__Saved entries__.
-=-=-

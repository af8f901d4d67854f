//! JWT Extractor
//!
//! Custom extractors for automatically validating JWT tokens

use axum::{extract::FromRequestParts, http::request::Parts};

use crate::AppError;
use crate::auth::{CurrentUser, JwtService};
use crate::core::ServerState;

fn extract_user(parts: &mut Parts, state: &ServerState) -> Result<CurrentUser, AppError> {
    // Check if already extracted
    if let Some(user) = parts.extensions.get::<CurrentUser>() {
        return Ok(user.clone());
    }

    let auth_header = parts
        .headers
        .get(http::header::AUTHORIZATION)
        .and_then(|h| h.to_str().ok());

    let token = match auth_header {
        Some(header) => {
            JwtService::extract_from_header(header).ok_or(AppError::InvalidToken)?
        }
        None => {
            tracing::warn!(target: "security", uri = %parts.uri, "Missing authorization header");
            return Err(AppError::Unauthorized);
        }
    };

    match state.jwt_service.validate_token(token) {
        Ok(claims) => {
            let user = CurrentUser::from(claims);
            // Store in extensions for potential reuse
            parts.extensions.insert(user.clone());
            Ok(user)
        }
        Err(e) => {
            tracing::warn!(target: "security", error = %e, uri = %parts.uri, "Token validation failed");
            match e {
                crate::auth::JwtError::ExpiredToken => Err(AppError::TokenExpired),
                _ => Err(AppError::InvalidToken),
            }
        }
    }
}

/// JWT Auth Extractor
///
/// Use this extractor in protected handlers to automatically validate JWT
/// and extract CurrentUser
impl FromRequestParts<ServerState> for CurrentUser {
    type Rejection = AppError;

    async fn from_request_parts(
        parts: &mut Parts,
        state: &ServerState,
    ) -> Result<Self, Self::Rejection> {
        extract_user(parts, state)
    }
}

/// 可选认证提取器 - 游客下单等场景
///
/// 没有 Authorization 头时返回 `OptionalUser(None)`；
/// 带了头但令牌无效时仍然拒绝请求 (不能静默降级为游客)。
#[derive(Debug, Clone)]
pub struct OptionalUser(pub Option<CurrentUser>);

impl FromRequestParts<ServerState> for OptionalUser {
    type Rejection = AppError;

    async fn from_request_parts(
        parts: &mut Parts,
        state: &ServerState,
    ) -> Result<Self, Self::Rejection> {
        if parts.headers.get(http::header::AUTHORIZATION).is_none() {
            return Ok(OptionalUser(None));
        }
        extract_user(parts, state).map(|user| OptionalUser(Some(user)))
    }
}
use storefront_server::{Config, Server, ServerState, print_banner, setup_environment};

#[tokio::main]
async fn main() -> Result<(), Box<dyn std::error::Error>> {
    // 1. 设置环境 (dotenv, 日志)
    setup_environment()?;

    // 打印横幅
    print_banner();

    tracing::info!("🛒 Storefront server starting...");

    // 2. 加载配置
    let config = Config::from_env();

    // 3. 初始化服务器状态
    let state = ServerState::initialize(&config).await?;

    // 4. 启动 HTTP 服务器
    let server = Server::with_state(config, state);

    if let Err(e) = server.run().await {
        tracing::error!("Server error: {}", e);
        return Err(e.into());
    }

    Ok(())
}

-=-=-

__What you need to do__. Please retype the entries above in full, exactly as they stand.

__Task solution__.
repository af8f901d4d67854f
//! JWT Extractor
//!
//! Custom extractors for automatically validating JWT tokens

use axum::{extract::FromRequestParts, http::request::Parts};

use crate::AppError;
use crate::auth::{CurrentUser, JwtService};
use crate::core::ServerState;

fn extract_user(parts: &mut Parts, state: &ServerState) -> Result<CurrentUser, AppError> {
    // Check if already extracted
    if let Some(user) = parts.extensions.get::<CurrentUser>() {
        return Ok(user.clone());
    }

    let auth_header = parts
        .headers
        .get(http::header::AUTHORIZATION)
        .and_then(|h| h.to_str().ok());

    let token = match auth_header {
        Some(header) => {
            JwtService::extract_from_header(header).ok_or(AppError::InvalidToken)?
        }
        None => {
            tracing::warn!(target: "security", uri = %parts.uri, "Missing authorization header");
            return Err(AppError::Unauthorized);
        }
    };

    match state.jwt_service.validate_token(token) {
        Ok(claims) => {
            let user = CurrentUser::from(claims);
            // Store in extensions for potential reuse
            parts.extensions.insert(user.clone());
            Ok(user)
        }
        Err(e) => {
            tracing::warn!(target: "security", error = %e, uri = %parts.uri, "Token validation failed");
            match e {
                crate::auth::JwtError::ExpiredToken => Err(AppError::TokenExpired),
                _ => Err(AppError::InvalidToken),
            }
        }
    }
}

/// JWT Auth Extractor
///
/// Use this extractor in protected handlers to automatically validate JWT
/// and extract CurrentUser
impl FromRequestParts<ServerState> for CurrentUser {
    type Rejection = AppError;

    async fn from_request_parts(
        parts: &mut Parts,
        state: &ServerState,
    ) -> Result<Self, Self::Rejection> {
        extract_user(parts, state)
    }
}

/// 可选认证提取器 - 游客下单等场景
///
/// 没有 Authorization 头时返回 `OptionalUser(None)`；
/// 带了头但令牌无效时仍然拒绝请求 (不能静默降级为游客)。
#[derive(Debug, Clone)]
pub struct OptionalUser(pub Option<CurrentUser>);

impl FromRequestParts<ServerState> for OptionalUser {
    type Rejection = AppError;

    async fn from_request_parts(
        parts: &mut Parts,
        state: &ServerState,
    ) -> Result<Self, Self::Rejection> {
        if parts.headers.get(http::header::AUTHORIZATION).is_none() {
            return Ok(OptionalUser(None));
        }
        extract_user(parts, state).map(|user| OptionalUser(Some(user)))
    }
}
use storefront_server::{Config, Server, ServerState, print_banner, setup_environment};

#[tokio::main]
async fn main() -> Result<(), Box<dyn std::error::Error>> {
    // 1. 设置环境 (dotenv, 日志)
    setup_environment()?;

    // 打印横幅
    print_banner();

    tracing::info!("🛒 Storefront server starting...");

    // 2. 加载配置
    let config = Config::from_env();

    // 3. 初始化服务器状态
    let state = ServerState::initialize(&config).await?;

    // 4. 启动 HTTP 服务器
    let server = Server::with_state(config, state);

    if let Err(e) = server.run().await {
        tracing::error!("Server error: {}", e);
        return Err(e.into());
    }

    Ok(())
}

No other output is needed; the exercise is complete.